Small-town settings in which I get to know the townspeople, both the good, the bad, and the ugly. For this reason alone, I’m a sucker for most of Stephen King’s novels. Most of them, from 'Salem's Lot to Under the Dome, are set in small towns that are peopled by the good, the bad, and the ugly. Part of the appeal here, granted, is the sense of community that such settings entail.

Isolated settings, such as caves, desert wastelands, islands, mountaintops, space, swamps, where characters are cut off from civilization and culture and must survive and thrive or die on their own, without assistance, by their wits and other personal resources. Many are the examples of such novels and screenplays, but Alien, The Shining, The Descent, Desperation, and The Island of Dr. Moreau, are some of the ones that come readily to mind.

Total institutions as settings. Camps, hospitals, military installations, nursing homes, prisons, resorts, spaceships, and other worlds unto themselves are examples of such settings, and Sleepaway Camp, Coma, The Green Mile, and Aliens are some of the novels or films that take place in such settings.

Anecdotal scenes--in other words, short scenes that showcase a character--usually, an unusual, even eccentric, character. Both Dean Koontz and the dynamic duo, Douglas Preston and Lincoln Child, excel at this, so I keep reading their series (although Koontz’s canine companions frequently--indeed, almost always--annoy, as does his relentless optimism).

Atmosphere, mood, and tone. Here, King is king, but so is Bentley Little. In the use of description to terrorize and horrify, both are masters of the craft.

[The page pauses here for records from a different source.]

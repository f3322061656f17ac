//! Backend implementations for the native call-control boundary.
//!
//! Each backend is gated behind a feature flag.

#[cfg(feature = "opal-backend")]
pub mod ffi;
//! FFI backend over the engine's generated C glue.
//!
//! The glue library exports one allocator, one destructor, and per-field
//! get/set entry points for the call-cleared parameter block, all keyed by
//! the block's address. All unsafety of the crate lives in this module.

use std::ffi::{CStr, CString};
use std::os::raw::{c_char, c_int, c_void};

use crate::errors::{CallClearedError, CallClearedResult};
use crate::provider::{CallClearedApi, RawParam};

// Generated wrapper symbols, hence the C++ flavored names.
#[allow(non_snake_case)]
#[link(name = "opal")]
unsafe extern "C" {
    fn new_OpalParamCallCleared() -> *mut c_void;
    fn delete_OpalParamCallCleared(param: *mut c_void);
    fn OpalParamCallCleared_m_callToken_set(param: *mut c_void, value: *const c_char);
    fn OpalParamCallCleared_m_callToken_get(param: *mut c_void) -> *const c_char;
    fn OpalParamCallCleared_m_reason_set(param: *mut c_void, value: c_int);
    fn OpalParamCallCleared_m_reason_get(param: *mut c_void) -> c_int;
}

/// [`CallClearedApi`] backed by the engine glue library.
#[derive(Debug, Default, Clone, Copy)]
pub struct FfiApi;

impl FfiApi {
    pub fn new() -> Self {
        Self
    }
}

impl CallClearedApi for FfiApi {
    fn alloc(&self) -> CallClearedResult<RawParam> {
        // SAFETY: no preconditions; the glue returns null when the engine
        // cannot allocate.
        let pointer = unsafe { new_OpalParamCallCleared() };
        if pointer.is_null() {
            return Err(CallClearedError::Allocation(
                "new_OpalParamCallCleared returned null".into(),
            ));
        }
        Ok(RawParam::from_raw(pointer))
    }

    fn free(&self, handle: RawParam) {
        if handle.is_null() {
            return;
        }
        // SAFETY: per the trait contract the handle came from alloc and has
        // not been freed; the wrapper's swap-to-null guarantees this path
        // runs at most once per block.
        unsafe { delete_OpalParamCallCleared(handle.as_ptr()) }
    }

    fn call_token(&self, handle: RawParam) -> CallClearedResult<String> {
        // SAFETY: the handle refers to a live block per the trait contract.
        let value = unsafe { OpalParamCallCleared_m_callToken_get(handle.as_ptr()) };
        if value.is_null() {
            // An unset native string field reads back as the empty token.
            return Ok(String::new());
        }
        // SAFETY: the glue returns a NUL-terminated string owned by the
        // block; it stays valid until the next set on the same block, and we
        // copy it out before returning.
        let bytes = unsafe { CStr::from_ptr(value) };
        Ok(bytes.to_str().map(str::to_owned)?)
    }

    fn set_call_token(&self, handle: RawParam, token: &str) -> CallClearedResult<()> {
        let token = CString::new(token)?;
        // SAFETY: the handle refers to a live block and the glue copies the
        // string before returning, so the borrow of `token` is long enough.
        unsafe { OpalParamCallCleared_m_callToken_set(handle.as_ptr(), token.as_ptr()) }
        Ok(())
    }

    fn reason_code(&self, handle: RawParam) -> CallClearedResult<i32> {
        // SAFETY: the handle refers to a live block per the trait contract.
        Ok(unsafe { OpalParamCallCleared_m_reason_get(handle.as_ptr()) })
    }

    fn set_reason_code(&self, handle: RawParam, code: i32) -> CallClearedResult<()> {
        // SAFETY: the handle refers to a live block per the trait contract.
        unsafe { OpalParamCallCleared_m_reason_set(handle.as_ptr(), code) }
        Ok(())
    }
}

A bit of erotica (okay, okay, sex--are you satisfied?), often of the unusual variety. Sex sells, and, yes, sex whets my reader’s appetite. Bentley Little is the go-to guy for this spicy ingredient, although Koontz has done a bit of seasoning with this spice, too, in such novels as Lightning and Demon Seed (and, some say, Hung).

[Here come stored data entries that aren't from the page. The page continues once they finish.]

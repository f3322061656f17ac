//! Safe wrapper around the native call-cleared parameter block.

use std::fmt;
use std::os::raw::c_void;
use std::sync::Arc;
use std::sync::atomic::{AtomicPtr, Ordering};

use crate::errors::{CallClearedError, CallClearedResult};
use crate::provider::{CallClearedApi, RawParam};
use crate::reason::CallEndReason;

/// Who is responsible for freeing the native block.
///
/// Captured in the type rather than a mutable flag: a `Borrowed` wrapper can
/// never be promoted to owning, and release on it only clears the handle.
#[derive(Debug, Clone, Copy, PartialEq, Eq)]
pub enum Ownership {
    /// The wrapper frees the block on release or drop.
    Owned,
    /// Another owner (typically the engine, after a callback) frees it.
    Borrowed,
}

/// RAII guard for one native call-cleared parameter block.
///
/// Exposes typed accessors for the block's two fields and an explicit,
/// idempotent [`release`](Self::release); dropping the wrapper takes the same
/// release path. All methods take `&self`, so an instance can be shared
/// through an [`Arc`] and released from any holder.
///
/// Accessors are not guaranteed safe to call concurrently with `release` on
/// the same instance; the read may reach the native block while another
/// thread frees it. Callers that share an instance across threads and
/// release it early need their own synchronization; release racing release
/// (or drop) is always safe.
pub struct CallClearedParam {
    api: Arc<dyn CallClearedApi>,
    /// Null is the released sentinel; never reused once cleared.
    handle: AtomicPtr<c_void>,
    ownership: Ownership,
}

impl CallClearedParam {
    /// Allocates a new native block; the wrapper owns it.
    ///
    /// # Errors
    /// Returns [`CallClearedError::Allocation`] if the engine cannot provide
    /// a block.
    pub fn create(api: Arc<dyn CallClearedApi>) -> CallClearedResult<Self> {
        let raw = api.alloc()?;
        if raw.is_null() {
            return Err(CallClearedError::Allocation(
                "engine returned a null handle".into(),
            ));
        }
        tracing::debug!(handle = ?raw, "allocated call-cleared parameter block");
        Ok(Self {
            api,
            handle: AtomicPtr::new(raw.as_ptr()),
            ownership: Ownership::Owned,
        })
    }

    /// Wraps an existing handle with explicit ownership transfer.
    ///
    /// Bridge-layer use, for blocks handed back from native calls. The
    /// handle is not validated beyond the caller's own non-null checks.
    pub fn wrap(api: Arc<dyn CallClearedApi>, handle: RawParam, ownership: Ownership) -> Self {
        Self {
            api,
            handle: AtomicPtr::new(handle.as_ptr()),
            ownership,
        }
    }

    /// Reads the call token.
    ///
    /// # Errors
    /// Returns [`CallClearedError::InvalidHandle`] after release, or
    /// [`CallClearedError::Conversion`] if the native bytes are not UTF-8.
    pub fn call_token(&self) -> CallClearedResult<String> {
        self.api.call_token(self.live_handle()?)
    }

    /// Writes the call token.
    ///
    /// # Errors
    /// Returns [`CallClearedError::InvalidHandle`] after release, or
    /// [`CallClearedError::Conversion`] for tokens with an embedded NUL; a
    /// failed write leaves the previous value in place.
    pub fn set_call_token(&self, token: &str) -> CallClearedResult<()> {
        self.api.set_call_token(self.live_handle()?, token)
    }

    /// Reads and decodes the call-end reason.
    ///
    /// # Errors
    /// Returns [`CallClearedError::InvalidHandle`] after release, or
    /// [`CallClearedError::UnknownReasonCode`] if the native value is
    /// outside the taxonomy.
    pub fn reason(&self) -> CallClearedResult<CallEndReason> {
        let code = self.api.reason_code(self.live_handle()?)?;
        CallEndReason::from_code(code)
    }

    /// Writes the call-end reason.
    ///
    /// # Errors
    /// Returns [`CallClearedError::InvalidHandle`] after release.
    pub fn set_reason(&self, reason: CallEndReason) -> CallClearedResult<()> {
        self.api.set_reason_code(self.live_handle()?, reason.code())
    }

    /// Releases the native block.
    ///
    /// The handle is atomically swapped to the null sentinel, so of any
    /// number of concurrent callers (including drop) exactly one observes
    /// the live handle and performs the native free; the rest are no-ops.
    /// A `Borrowed` wrapper clears its handle without freeing.
    pub fn release(&self) {
        let previous = self.handle.swap(std::ptr::null_mut(), Ordering::AcqRel);
        if previous.is_null() {
            tracing::trace!("release on an already cleared parameter block");
            return;
        }
        match self.ownership {
            Ownership::Owned => {
                tracing::debug!(handle = ?previous, "freeing call-cleared parameter block");
                self.api.free(RawParam::from_raw(previous));
            }
            Ownership::Borrowed => {
                tracing::trace!(handle = ?previous, "detached borrowed handle, block left to its owner");
            }
        }
    }

    /// Whether the handle has been cleared.
    pub fn is_released(&self) -> bool {
        self.handle.load(Ordering::Acquire).is_null()
    }

    fn live_handle(&self) -> CallClearedResult<RawParam> {
        let pointer = self.handle.load(Ordering::Acquire);
        if pointer.is_null() {
            tracing::warn!("accessor called on a released parameter block");
            return Err(CallClearedError::InvalidHandle);
        }
        Ok(RawParam::from_raw(pointer))
    }
}

impl Drop for CallClearedParam {
    /// Automatic path of [`release`](Self::release); idempotent with it.
    fn drop(&mut self) {
        self.release();
    }
}

impl fmt::Debug for CallClearedParam {
    fn fmt(&self, f: &mut fmt::Formatter<'_>) -> fmt::Result {
        f.debug_struct("CallClearedParam")
            .field("released", &self.is_released())
            .field("ownership", &self.ownership)
            .finish_non_exhaustive()
    }
}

Believable characters. Stephen King, Douglas Preston and Lincoln Child, and Dan Simmons are great at creating characters that stick to readers’ ribs.

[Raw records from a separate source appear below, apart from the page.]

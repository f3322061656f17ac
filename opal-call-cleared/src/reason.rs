//! Call-end reason taxonomy.
//!
//! The engine reports why a call ended as a small integer in the cleared
//! parameter block. This module carries the closed enumeration for those
//! codes and the exhaustive wire mapping; values outside the taxonomy decode
//! to an error, never to a default.

use crate::errors::{CallClearedError, CallClearedResult};

/// Why a call ended, as reported in the call-cleared parameter block.
#[repr(i32)]
#[derive(Debug, Clone, Copy, PartialEq, Eq, Hash)]
pub enum CallEndReason {
    /// Local endpoint application cleared the call.
    LocalUser = 0,
    /// Local endpoint did not accept the call before it timed out.
    NoAccept = 1,
    /// Local endpoint declined to answer the call.
    AnswerDenied = 2,
    /// Remote endpoint application cleared the call.
    RemoteUser = 3,
    /// Remote endpoint refused the call.
    Refusal = 4,
    /// Remote endpoint did not answer before the call timed out.
    NoAnswer = 5,
    /// Remote caller abandoned the call while it was ringing.
    CallerAbort = 6,
    /// The transport to the remote failed.
    TransportFail = 7,
    /// The transport connection could not be established.
    ConnectFail = 8,
    /// The gatekeeper cleared the call.
    Gatekeeper = 9,
    /// Called party was not registered with the gatekeeper.
    NoUser = 10,
    /// Insufficient bandwidth for the call.
    NoBandwidth = 11,
    /// No common media capabilities could be negotiated.
    CapabilityExchange = 12,
    /// The call was forwarded elsewhere.
    CallForwarded = 13,
    /// The call failed a security check.
    SecurityDenial = 14,
    /// Local endpoint was busy.
    LocalBusy = 15,
    /// Local endpoint was congested.
    LocalCongestion = 16,
    /// Remote endpoint was busy.
    RemoteBusy = 17,
    /// Remote endpoint was congested.
    RemoteCongestion = 18,
    /// The remote address could not be reached.
    Unreachable = 19,
    /// The remote host had no endpoint listening.
    NoEndPoint = 20,
    /// The remote host was offline.
    HostOffline = 21,
    /// A transient failure cleared the call; a retry may succeed.
    TemporaryFailure = 22,
    /// Cleared with a specific Q.931 cause from the signalling layer.
    Q931Cause = 23,
    /// The configured maximum call duration elapsed.
    DurationLimit = 24,
    /// The conference identifier was not valid.
    InvalidConferenceId = 25,
    /// No dial tone was detected on the line.
    NoDialTone = 26,
    /// No ring back tone was detected on the line.
    NoRingBackTone = 27,
    /// The line was out of service.
    OutOfService = 28,
    /// An address completion message denied the call.
    AcmDenied = 29,
    /// Media transport failed or was lost.
    MediaFailed = 30,
    /// The call ended before any media was established.
    CallCompletedTooSoon = 31,
    /// A certificate authority check rejected the call.
    CertificateAuthority = 32,
    /// The destination address was malformed.
    IllegalAddress = 33,
}

impl CallEndReason {
    /// Every member of the taxonomy, in wire-code order.
    pub const ALL: [Self; 34] = [
        Self::LocalUser,
        Self::NoAccept,
        Self::AnswerDenied,
        Self::RemoteUser,
        Self::Refusal,
        Self::NoAnswer,
        Self::CallerAbort,
        Self::TransportFail,
        Self::ConnectFail,
        Self::Gatekeeper,
        Self::NoUser,
        Self::NoBandwidth,
        Self::CapabilityExchange,
        Self::CallForwarded,
        Self::SecurityDenial,
        Self::LocalBusy,
        Self::LocalCongestion,
        Self::RemoteBusy,
        Self::RemoteCongestion,
        Self::Unreachable,
        Self::NoEndPoint,
        Self::HostOffline,
        Self::TemporaryFailure,
        Self::Q931Cause,
        Self::DurationLimit,
        Self::InvalidConferenceId,
        Self::NoDialTone,
        Self::NoRingBackTone,
        Self::OutOfService,
        Self::AcmDenied,
        Self::MediaFailed,
        Self::CallCompletedTooSoon,
        Self::CertificateAuthority,
        Self::IllegalAddress,
    ];

    /// Decodes a wire code into a taxonomy member.
    ///
    /// # Errors
    /// Returns [`CallClearedError::UnknownReasonCode`] for integers the
    /// taxonomy does not define.
    pub fn from_code(code: i32) -> CallClearedResult<Self> {
        let reason = match code {
            0 => Self::LocalUser,
            1 => Self::NoAccept,
            2 => Self::AnswerDenied,
            3 => Self::RemoteUser,
            4 => Self::Refusal,
            5 => Self::NoAnswer,
            6 => Self::CallerAbort,
            7 => Self::TransportFail,
            8 => Self::ConnectFail,
            9 => Self::Gatekeeper,
            10 => Self::NoUser,
            11 => Self::NoBandwidth,
            12 => Self::CapabilityExchange,
            13 => Self::CallForwarded,
            14 => Self::SecurityDenial,
            15 => Self::LocalBusy,
            16 => Self::LocalCongestion,
            17 => Self::RemoteBusy,
            18 => Self::RemoteCongestion,
            19 => Self::Unreachable,
            20 => Self::NoEndPoint,
            21 => Self::HostOffline,
            22 => Self::TemporaryFailure,
            23 => Self::Q931Cause,
            24 => Self::DurationLimit,
            25 => Self::InvalidConferenceId,
            26 => Self::NoDialTone,
            27 => Self::NoRingBackTone,
            28 => Self::OutOfService,
            29 => Self::AcmDenied,
            30 => Self::MediaFailed,
            31 => Self::CallCompletedTooSoon,
            32 => Self::CertificateAuthority,
            33 => Self::IllegalAddress,
            other => return Err(CallClearedError::UnknownReasonCode(other)),
        };
        Ok(reason)
    }

    /// The wire encoding of this member.
    #[inline(always)]
    pub fn code(self) -> i32 {
        self as i32
    }

    /// Human-readable text for this reason.
    pub fn as_str(self) -> &'static str {
        match self {
            Self::LocalUser => "local party cleared the call",
            Self::NoAccept => "local party did not accept the call",
            Self::AnswerDenied => "local party declined to answer",
            Self::RemoteUser => "remote party cleared the call",
            Self::Refusal => "remote party refused the call",
            Self::NoAnswer => "remote party did not answer",
            Self::CallerAbort => "caller abandoned the call while ringing",
            Self::TransportFail => "call transport failed",
            Self::ConnectFail => "transport connection could not be established",
            Self::Gatekeeper => "gatekeeper cleared the call",
            Self::NoUser => "called party is not registered",
            Self::NoBandwidth => "insufficient bandwidth",
            Self::CapabilityExchange => "no common media capabilities",
            Self::CallForwarded => "call was forwarded",
            Self::SecurityDenial => "call failed a security check",
            Self::LocalBusy => "local party is busy",
            Self::LocalCongestion => "local party is congested",
            Self::RemoteBusy => "remote party is busy",
            Self::RemoteCongestion => "remote party is congested",
            Self::Unreachable => "remote address is unreachable",
            Self::NoEndPoint => "no endpoint listening on the remote host",
            Self::HostOffline => "remote host is offline",
            Self::TemporaryFailure => "temporary failure",
            Self::Q931Cause => "cleared with a Q.931 cause",
            Self::DurationLimit => "maximum call duration reached",
            Self::InvalidConferenceId => "invalid conference identifier",
            Self::NoDialTone => "no dial tone",
            Self::NoRingBackTone => "no ring back tone",
            Self::OutOfService => "line is out of service",
            Self::AcmDenied => "address completion message denied the call",
            Self::MediaFailed => "media transport failed",
            Self::CallCompletedTooSoon => "call ended before media was established",
            Self::CertificateAuthority => "certificate authority rejected the call",
            Self::IllegalAddress => "destination address is malformed",
        }
    }

    /// Whether this reason is a normal hangup rather than a failure.
    ///
    /// A call cleared by either party is the expected end of its life; every
    /// other reason describes something going wrong.
    #[inline(always)]
    pub fn is_normal(self) -> bool {
        matches!(self, Self::LocalUser | Self::RemoteUser)
    }
}

impl TryFrom<i32> for CallEndReason {
    type Error = CallClearedError;

    fn try_from(code: i32) -> Result<Self, Self::Error> {
        Self::from_code(code)
    }
}

impl std::fmt::Display for CallEndReason {
    fn fmt(&self, f: &mut std::fmt::Formatter<'_>) -> std::fmt::Result {
        f.write_str(self.as_str())
    }
}

#[cfg(test)]
mod tests {
    use super::*;

    #[test]
    fn every_member_round_trips_through_its_code() {
        for reason in CallEndReason::ALL {
            assert_eq!(CallEndReason::from_code(reason.code()).unwrap(), reason);
        }
    }

    #[test]
    fn wire_codes_are_dense_and_start_at_zero() {
        for (index, reason) in CallEndReason::ALL.iter().enumerate() {
            assert_eq!(reason.code(), i32::try_from(index).unwrap());
        }
    }

    #[test]
    fn unmapped_codes_decode_to_an_error() {
        for code in [-1, 34, 255, i32::MAX] {
            match CallEndReason::from_code(code) {
                Err(CallClearedError::UnknownReasonCode(c)) => assert_eq!(c, code),
                other => panic!("expected UnknownReasonCode, got {other:?}"),
            }
        }
    }

    #[test]
    fn only_party_hangups_are_normal() {
        assert!(CallEndReason::LocalUser.is_normal());
        assert!(CallEndReason::RemoteUser.is_normal());
        let failures = CallEndReason::ALL.iter().filter(|r| !r.is_normal()).count();
        assert_eq!(failures, CallEndReason::ALL.len() - 2);
    }

    #[test]
    fn display_matches_as_str() {
        assert_eq!(
            CallEndReason::RemoteBusy.to_string(),
            CallEndReason::RemoteBusy.as_str()
        );
    }
}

Innovation. Bram Stoker demonstrates it, especially in his short story “Dracula’s Guest,” as does H. P. Lovecraft, Edgar Allan Poe, Shirley Jackson, and a host of other, mostly classical, horror novelists and short story writers. For an example, check out my post on Stoker’s story, which is a real stoker, to be sure. Stephen King shows innovation, too, in ‘Salem’s Lot, The Shining, It, and other novels. One might even argue that Dean Koontz’s something-for-everyone, cross-genre writing is innovative; he seems to have been one of the first, if not the first, to pen such tales.

Technique. Check out Frank Peretti’s use of maps and his allusions to the senses in Monster; my post on this very topic is worth a look, if I do say so myself, which, of course, I do. Opening chapters that accomplish a multitude of narrative purposes (not usually all at once, but successively) are attractive, too, and Douglas Preston and Lincoln Child are as good as anyone, and better than many, at this art.

A connective universe--a mythos, if you will, such as both H. P. Lovecraft and Stephen King, and, to a lesser extent, Dean Koontz, Bentley Little, and even Douglas Preston and Lincoln Child have created through the use of recurring settings, characters, themes, and other elements of fiction.

A lack of pretentiousness. Dean Koontz has it, as do Douglas Preston and Lincoln Child, Bentley Little, and (to some extent, although he has become condescending and self-indulgent of late, Stephen King); unfortunately, both Dan Simmons and Robert McCammon have become too self-important in their later works, Simmons almost to the point of becoming unreadable. Come on, people, you’re writing about monsters--you should be humble.

Longevity. Writers who have been around for a while usually get better, Stephen King, Dan Simmons, and Robert McCammon excepted.

Pacing. Neither too fast nor too slow. Dean Koontz is good, maybe the best, here, of contemporary horror writers.